Spotlight: An Interior Settlement of White People (19/09/1828)

Sydney Gazette and New South Wales Advertiser (NSW : 1803 – 1842), Friday 19 September 1828, page 2

With the following article, an intelligent Correspondent, who was himself one of the victorious party, as well as among the sufferers by the late robberies in the New Country, has obligingly favored us. The same Correspondent most solemnly assures us, that he is quite convinced of the existence of an interior settlement of white people!!! The blacks speak of it with certainty. We shall now give the account in his own words:—

During the last month, a desperate party of bushrangers has been committing a series of depredations in the neighbourhood of Bathurst, and among the out-stations of the settlers. The establishments of Messrs. Arkell, West, Armstrong, James Hassall, Dr. Harris, H. O’Brien, and T. Mein, have been respectively plundered. The party, at the robbery of Mr. Hassall’s station, were five in number, and all well armed. Before the stores were surrendered, three men inside the hut defended themselves to the last shot, and were at last obliged to surrender, on account of the bushrangers placing the other men belonging to the station opposite the door, and daring the offenders to fire on their own men.

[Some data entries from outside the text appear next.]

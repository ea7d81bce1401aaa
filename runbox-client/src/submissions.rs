//! Submission endpoints
//!
//! Each call starts a new remote job and returns as soon as the service
//! acknowledges it. Nothing here polls.

use reqwest::multipart::{Form, Part};
use runbox_core::domain::execution::JobHandle;
use runbox_core::domain::request::{InlineRequest, ProjectRequest};
use runbox_core::dto::execution::{ExecuteCode, ExecutionAccepted, form};
use tracing::debug;

use crate::ExecutorClient;
use crate::error::Result;

impl ExecutorClient {
    // =============================================================================
    // Job Submission
    // =============================================================================

    /// Submit a single snippet for execution
    ///
    /// # Arguments
    /// * `request` - The validated inline request
    ///
    /// # Returns
    /// The handle of the newly created job
    pub async fn submit_inline(&self, request: &InlineRequest) -> Result<JobHandle> {
        let url = self.endpoint(&["execute"])?;
        let body = ExecuteCode::from(request);

        debug!(timeout = ?body.timeout, "Submitting inline code");
        let response = self.client.post(url).json(&body).send().await?;

        let accepted: ExecutionAccepted = self.handle_response(response).await?;
        Ok(accepted.into())
    }

    /// Submit a multi-file project for execution
    ///
    /// Every file is sent as a `files` part under its own file name, followed
    /// by the `entry_file` and `timeout` fields.
    ///
    /// # Arguments
    /// * `request` - The validated project request
    ///
    /// # Returns
    /// The handle of the newly created job
    pub async fn submit_project(&self, request: &ProjectRequest) -> Result<JobHandle> {
        let url = self.endpoint(&["execute-with-files"])?;

        let mut multipart = Form::new();
        for file in request.files() {
            let part = Part::bytes(file.content.clone()).file_name(file.name.clone());
            multipart = multipart.part(form::FILES, part);
        }
        let multipart = multipart
            .text(form::ENTRY_FILE, request.entry_file().to_string())
            .text(form::TIMEOUT, request.timeout().as_str().to_string());

        debug!(
            files = request.files().len(),
            entry_file = request.entry_file(),
            "Uploading project files"
        );
        let response = self.client.post(url).multipart(multipart).send().await?;

        let accepted: ExecutionAccepted = self.handle_response(response).await?;
        Ok(accepted.into())
    }
}
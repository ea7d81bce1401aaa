//! Status command handler

use anyhow::{Context, Result, bail};
use chrono::Utc;
use colored::*;
use runbox_client::ExecutorClient;
use runbox_core::domain::execution::{JobHandle, JobStatus};
use runbox_lifecycle::StatusView;

use crate::config::Config;
use crate::view::colorize_status;

/// Query one execution's status and print it
pub async fn handle_status_command(id: &str, json: bool, config: &Config) -> Result<()> {
    let client = ExecutorClient::new(&config.api_url);
    let handle = JobHandle::new(id);

    let status = match client.get_status(&handle).await {
        Ok(status) => status,
        Err(e) if e.is_not_found() => bail!("No execution with ID {}", handle),
        Err(e) => {
            return Err(e).with_context(|| format!("Failed to fetch status of execution {}", handle));
        }
    };

    if json {
        println!("{}", serde_json::to_string_pretty(&status)?);
    } else {
        print_status_details(&handle, &status);
    }

    Ok(())
}

/// Print detailed status information
fn print_status_details(handle: &JobHandle, status: &JobStatus) {
    let view = StatusView::from_status(status, Utc::now());

    println!("{}", "Execution Details:".bold());
    println!("  ID:       {}", handle.to_string().cyan());
    println!(
        "  Status:   {}",
        colorize_status(view.status, &view.status_text())
    );
    println!("  Lines:    {}", view.lines_of_code);
    println!("  Elapsed:  {}", view.elapsed_text());
    if let Some(start) = view.start_text() {
        println!("  Started:  {}", start);
    }

    if let Some(output) = status.output() {
        println!("\n{}", "Output:".bold());
        println!("{}", output.trim_end_matches('\n'));
    }

    if let Some(error) = status.error() {
        println!("\n{}", "Error:".bold());
        println!("{}", error.trim_end_matches('\n').red());
    }
}
//! Status poller
//!
//! Queries the status of one job on a fixed cadence and hands every result
//! to a listener together with a [`Delivered`] token. The next query is
//! scheduled only once that token is completed or dropped, so a listener can
//! hold it until the result has been fully handled. The poller does not
//! interpret results: deciding that a status is terminal and stopping the
//! session is up to the caller. The only exception is a failed query, after
//! which the loop ends by itself since the job can no longer be confirmed to
//! exist.

use std::sync::{Arc, Mutex, MutexGuard, PoisonError};
use std::time::Duration;

use runbox_client::{ClientError, ExecutionApi};
use runbox_core::domain::execution::{JobHandle, JobStatus};
use tokio::sync::oneshot;
use tokio::task::JoinHandle;
use tokio::time;
use tracing::{debug, warn};

/// Delay between the end of one status query and the start of the next
pub const POLL_INTERVAL: Duration = Duration::from_millis(500);

/// Result of one status query
#[derive(Debug)]
pub enum PollEvent {
    Status(JobStatus),
    Failed(ClientError),
}

/// Marks one delivered result as handled
///
/// Completing or dropping it lets the poller re-arm its timer.
#[derive(Debug)]
pub struct Delivered(oneshot::Sender<()>);

impl Delivered {
    pub fn complete(self) {
        // The poll loop may already be gone.
        let _ = self.0.send(());
    }
}

type Listener = Box<dyn FnMut(PollEvent, Delivered) + Send>;

/// Starts poll sessions against an execution service
#[derive(Clone)]
pub struct StatusPoller {
    api: Arc<dyn ExecutionApi>,
    interval: Duration,
}

impl StatusPoller {
    pub fn new(api: Arc<dyn ExecutionApi>) -> Self {
        Self {
            api,
            interval: POLL_INTERVAL,
        }
    }

    /// Use a different cadence
    pub fn with_interval(mut self, interval: Duration) -> Self {
        self.interval = interval;
        self
    }

    /// Start polling `handle`, delivering each result to `on_update`
    ///
    /// The first query is issued one interval after the call. Queries are
    /// strictly serial: the timer is re-armed only after the previous
    /// result's [`Delivered`] token has been completed or dropped. Must be
    /// called from within a Tokio runtime.
    pub fn start<F>(&self, handle: JobHandle, on_update: F) -> PollSession
    where
        F: FnMut(PollEvent, Delivered) + Send + 'static,
    {
        debug!(execution_id = %handle, interval = ?self.interval, "Starting poll session");

        let on_update: Listener = Box::new(on_update);
        let listener = Arc::new(Mutex::new(Some(on_update)));

        let task = tokio::spawn(poll_loop(
            Arc::clone(&self.api),
            handle.clone(),
            self.interval,
            Arc::clone(&listener),
        ));

        PollSession {
            handle,
            interval: self.interval,
            listener,
            task,
        }
    }
}

/// A running status-polling task for one job
///
/// Stopping is client-local: the service is not told and may keep running
/// the job. Once [`PollSession::stop`] returns, the listener has been
/// dropped and will not be called again. Dropping the session stops it.
pub struct PollSession {
    handle: JobHandle,
    interval: Duration,
    listener: Arc<Mutex<Option<Listener>>>,
    task: JoinHandle<()>,
}

impl PollSession {
    pub fn handle(&self) -> &JobHandle {
        &self.handle
    }

    /// Whether the listener can still receive results
    pub fn is_active(&self) -> bool {
        lock(&self.listener).is_some()
    }

    /// Stop polling; idempotent
    ///
    /// Must not be called from inside the listener.
    pub fn stop(&self) {
        // Taking the listener waits out a delivery in progress on another thread.
        let listener = lock(&self.listener).take();
        self.task.abort();

        if listener.is_some() {
            debug!(execution_id = %self.handle, "Poll session stopped");
        }
    }
}

impl Drop for PollSession {
    fn drop(&mut self) {
        self.stop();
    }
}

impl std::fmt::Debug for PollSession {
    fn fmt(&self, f: &mut std::fmt::Formatter<'_>) -> std::fmt::Result {
        f.debug_struct("PollSession")
            .field("handle", &self.handle)
            .field("interval", &self.interval)
            .field("active", &self.is_active())
            .finish()
    }
}

fn lock(listener: &Mutex<Option<Listener>>) -> MutexGuard<'_, Option<Listener>> {
    listener.lock().unwrap_or_else(PoisonError::into_inner)
}

async fn poll_loop(
    api: Arc<dyn ExecutionApi>,
    handle: JobHandle,
    interval: Duration,
    listener: Arc<Mutex<Option<Listener>>>,
) {
    loop {
        time::sleep(interval).await;

        let event = match api.fetch_status(&handle).await {
            Ok(status) => {
                debug!(execution_id = %handle, status = %status.status, "Polled status");
                PollEvent::Status(status)
            }
            Err(e) => {
                warn!(execution_id = %handle, "Status query failed: {}", e);
                PollEvent::Failed(e)
            }
        };
        let failed = matches!(event, PollEvent::Failed(_));

        let (done, handled) = oneshot::channel();
        {
            let mut guard = lock(&listener);
            let Some(on_update) = guard.as_mut() else {
                break;
            };
            on_update(event, Delivered(done));
        }

        if failed {
            break;
        }

        // Completed and dropped tokens both count as handled.
        let _ = handled.await;
        if lock(&listener).is_none() {
            break;
        }
    }
}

Stores to a very considerable amount were then taken, consisting of sugar, tea, tobacco, soap, clothing, fire-arms, &c. &c. The men were obliged to wait upon the banditti, making tea, cooking mutton chops, and bringing up the horses, three of which, together with a servant, they took away. The next morning the servant and one horse returned; and a stockman of Mr. S. Hassall was pressed to assist in driving the two horses, and two of Mr. West’s bullocks. Information was immediately sent to Bathurst, distant 70 miles from the station, to inform the Police. Serjeant Wilcocks, Corporal Prosser, and four privates, were immediately dispatched by Lieut. Brown, to pursue the robbers. Mr. H.’s robbery took place on the 22d of August.

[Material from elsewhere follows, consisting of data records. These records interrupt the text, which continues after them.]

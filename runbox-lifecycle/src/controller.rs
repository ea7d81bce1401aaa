//! Lifecycle controller
//!
//! Owns the one slot for an active job and moves it through
//! `Idle -> Submitting -> Polling -> Idle`. Submission failures and poll
//! failures both go straight back to `Idle`. Starting a new run while a job
//! is tracked stops the old poll session first; the service is never asked
//! to cancel anything.

use std::mem;
use std::sync::Arc;
use std::time::Duration;

use chrono::Utc;
use runbox_client::{ClientError, ExecutionApi};
use runbox_core::builder::{FileSelection, build_request};
use runbox_core::domain::execution::{ExecutionStatus, JobHandle, JobStatus};
use runbox_core::domain::request::{ExecutionRequest, SourceFile, Timeout};
use tokio::sync::mpsc;
use tracing::{debug, info, warn};

use crate::error::RunError;
use crate::poller::{Delivered, PollEvent, PollSession, StatusPoller};
use crate::view::{ControlSurface, OutputLine, OutputSink, StatusView, TextSource};

/// Externally visible state of the controller
#[derive(Debug, Clone, Copy, PartialEq, Eq)]
pub enum LifecycleState {
    Idle,
    Submitting,
    Polling,
}

/// How a tracked job ended
#[derive(Debug, Clone, Copy, PartialEq, Eq)]
pub enum JobOutcome {
    Completed,
    /// The program itself failed on the service
    Failed,
    TimedOut,
    /// A status query failed; the job's fate is unknown
    PollFailed,
}

/// Result of handling one poll event
#[derive(Debug, Clone, Copy, PartialEq, Eq)]
pub enum Progress {
    /// A non-terminal status was reported
    Updated(ExecutionStatus),
    /// The job left the controller and the run controls are enabled again
    Finished(JobOutcome),
}

enum Phase {
    Idle,
    Submitting,
    Polling(ActiveJob),
}

struct ActiveJob {
    session: PollSession,
    events: mpsc::Receiver<(PollEvent, Delivered)>,
}

/// Drives one execution at a time from the user's run action to its result
pub struct LifecycleController<S, V> {
    api: Arc<dyn ExecutionApi>,
    poller: StatusPoller,
    source: S,
    view: V,
    selection: FileSelection,
    timeout: Timeout,
    phase: Phase,
}

impl<S, V> LifecycleController<S, V>
where
    S: TextSource,
    V: OutputSink + ControlSurface,
{
    pub fn new(api: Arc<dyn ExecutionApi>, source: S, view: V) -> Self {
        let poller = StatusPoller::new(Arc::clone(&api));
        Self {
            api,
            poller,
            source,
            view,
            selection: FileSelection::default(),
            timeout: Timeout::default(),
            phase: Phase::Idle,
        }
    }

    /// Poll on a different cadence than [`POLL_INTERVAL`](crate::POLL_INTERVAL)
    pub fn with_poll_interval(mut self, interval: Duration) -> Self {
        self.poller = self.poller.with_interval(interval);
        self
    }

    // =============================================================================
    // Form state
    // =============================================================================

    /// Select files for upload, returning the inferred entry file
    ///
    /// An empty list clears the selection and switches back to inline mode.
    pub fn select_files(&mut self, files: Vec<SourceFile>) -> Option<&str> {
        self.selection = FileSelection::new(files);
        self.selection.entry_file()
    }

    pub fn set_entry_file(&mut self, name: impl Into<String>) {
        self.selection.set_entry_file(name);
    }

    pub fn set_timeout(&mut self, timeout: impl Into<Timeout>) {
        self.timeout = timeout.into();
    }

    pub fn selection(&self) -> &FileSelection {
        &self.selection
    }

    pub fn source_mut(&mut self) -> &mut S {
        &mut self.source
    }

    pub fn view(&self) -> &V {
        &self.view
    }

    pub fn view_mut(&mut self) -> &mut V {
        &mut self.view
    }

    pub fn state(&self) -> LifecycleState {
        match self.phase {
            Phase::Idle => LifecycleState::Idle,
            Phase::Submitting => LifecycleState::Submitting,
            Phase::Polling(_) => LifecycleState::Polling,
        }
    }

    /// Handle of the job currently being polled
    pub fn active_job(&self) -> Option<&JobHandle> {
        match &self.phase {
            Phase::Polling(active) => Some(active.session.handle()),
            _ => None,
        }
    }

    // =============================================================================
    // Transitions
    // =============================================================================

    /// Start a new execution from the current editor text or file selection
    ///
    /// Any job still tracked is dropped first. On success the new job is
    /// being polled; drive it with [`next_update`](Self::next_update).
    /// Validation failures leave the output panel untouched and never reach
    /// the network.
    pub async fn run(&mut self) -> Result<JobHandle, RunError> {
        if let Some(previous) = self.stop_active() {
            info!(execution_id = %previous, "Superseding active execution");
        }

        let code = self.source.current_text();
        let request = match build_request(&code, &self.selection, self.timeout.clone()) {
            Ok(request) => request,
            Err(e) => {
                warn!("Rejected run: {}", e);
                self.view.alert(&e.alert_text());
                self.view.set_run_enabled(true);
                return Err(e.into());
            }
        };

        self.view.set_run_enabled(false);
        self.view.clear();
        self.view.set_status_visible(false);
        self.phase = Phase::Submitting;

        let api = Arc::clone(&self.api);
        let (submitted, started_text) = match &request {
            ExecutionRequest::Inline(req) => {
                self.view
                    .append(OutputLine::info("Submitting code for execution..."));
                (api.submit_inline(req).await, "Execution started")
            }
            ExecutionRequest::Project(req) => {
                self.view.append(OutputLine::info("Uploading project files..."));
                (api.submit_project(req).await, "Project execution started")
            }
        };

        match submitted {
            Ok(handle) => {
                info!(execution_id = %handle, "Execution accepted");
                self.view.append(OutputLine::success(format!(
                    "{} (ID: {})",
                    started_text, handle
                )));
                self.view.set_status_visible(true);
                self.start_polling(handle.clone());
                Ok(handle)
            }
            Err(e) => {
                warn!("Submission failed: {}", e);
                self.phase = Phase::Idle;
                self.view.append(OutputLine::error(format!("Error: {}", e)));
                self.view.append(OutputLine::info(format!(
                    "Make sure the backend is running on {}",
                    self.api.base_url()
                )));
                self.view.set_run_enabled(true);
                Err(e.into())
            }
        }
    }

    /// Wait for and handle the next poll result
    ///
    /// The poller does not query again until the result has been handled
    /// here, so a terminal status ends polling even if the next call comes
    /// late. Returns `None` when no job is being polled.
    pub async fn next_update(&mut self) -> Option<Progress> {
        let delivery = match &mut self.phase {
            Phase::Polling(active) => active.events.recv().await,
            _ => return None,
        };

        let Some((event, delivered)) = delivery else {
            warn!("Poll session ended without a terminal status");
            self.stop_active();
            self.view.set_run_enabled(true);
            return None;
        };

        let progress = match event {
            PollEvent::Status(status) => self.on_status(status),
            PollEvent::Failed(e) => Progress::Finished(self.on_poll_failure(e)),
        };
        delivered.complete();
        Some(progress)
    }

    /// Handle poll results until the tracked job finishes
    ///
    /// Returns `None` if nothing was being polled.
    pub async fn wait_for_completion(&mut self) -> Option<JobOutcome> {
        loop {
            match self.next_update().await? {
                Progress::Updated(_) => continue,
                Progress::Finished(outcome) => return Some(outcome),
            }
        }
    }

    /// Stop tracking the current job, if any
    ///
    /// Client-local only: the service keeps running the job. Returns the
    /// handle that was dropped.
    pub fn cancel(&mut self) -> Option<JobHandle> {
        let previous = self.stop_active()?;
        info!(execution_id = %previous, "Stopped tracking execution");
        self.view.append(OutputLine::info(format!(
            "Stopped watching execution {}",
            previous
        )));
        self.view.set_run_enabled(true);
        Some(previous)
    }

    fn start_polling(&mut self, handle: JobHandle) {
        // One result in flight at a time: the poller waits for `Delivered`.
        let (tx, events) = mpsc::channel(1);
        let session = self.poller.start(handle, move |event, delivered| {
            // The receiver only goes away together with the session.
            let _ = tx.try_send((event, delivered));
        });
        self.phase = Phase::Polling(ActiveJob { session, events });
    }

    /// Return to `Idle`, stopping the poll session if there is one
    fn stop_active(&mut self) -> Option<JobHandle> {
        match mem::replace(&mut self.phase, Phase::Idle) {
            Phase::Polling(active) => {
                active.session.stop();
                Some(active.session.handle().clone())
            }
            Phase::Submitting | Phase::Idle => None,
        }
    }

    fn on_status(&mut self, status: JobStatus) -> Progress {
        self.view
            .show_status(&StatusView::from_status(&status, Utc::now()));

        if !status.is_terminal() {
            return Progress::Updated(status.status);
        }

        if let Some(handle) = self.stop_active() {
            info!(execution_id = %handle, status = %status.status, "Execution finished");
        }

        if let Some(output) = status.output() {
            self.view.append(OutputLine::info("--- Output ---"));
            self.view.append(OutputLine::success(output));
        }
        if let Some(error) = status.error() {
            self.view.append(OutputLine::error("--- Error ---"));
            self.view.append(OutputLine::error(error));
        }

        let outcome = match status.status {
            ExecutionStatus::Timeout => {
                self.view.append(OutputLine::error("Execution timed out!"));
                JobOutcome::TimedOut
            }
            ExecutionStatus::Failed => JobOutcome::Failed,
            _ => JobOutcome::Completed,
        };

        self.view.set_run_enabled(true);
        Progress::Finished(outcome)
    }

    fn on_poll_failure(&mut self, e: ClientError) -> JobOutcome {
        if let Some(handle) = self.stop_active() {
            warn!(execution_id = %handle, "Stopped polling after failure: {}", e);
        }
        debug!(status = ?e.status_code(), "Poll failure details");

        self.view
            .append(OutputLine::error(format!("Status check error: {}", e)));
        self.view.set_run_enabled(true);
        JobOutcome::PollFailed
    }
}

On the 27th the soldiers were on the spot; and were joined the same evening by Messrs. Hassall and Walker, who had returned from a sheep station, about 80 miles farther in the interior. The next day the Police, Messrs. H. and W. with two servants, began the pursuit. At the same moment Mr. S. Hassal’s men, with the two horses returned. The bushrangers had now got six days start; but from the returned man the Serjeant learnt the spot on which the robbers encamped two nights after the robbery. An aboriginal was now wanted to track them; and on the second day’s march one was found. On the 30th the track of the bushrangers was frequently met with; and in the afternoon of the 31st five additional aborigines joined the party to track “the croppies.” The tracking now proceeded at the rate of four miles in the hour, till sun-down. Being near Mr. Hassal’s outermost station, fresh supplies were taken in, and the number of guides reduced, in order to furnish the means of longer pursuit. The Police gained only a few miles this day, on account of the difficulty of tracking over Dr. Harris’s cattle run. After ten hours incessant work the party encamped.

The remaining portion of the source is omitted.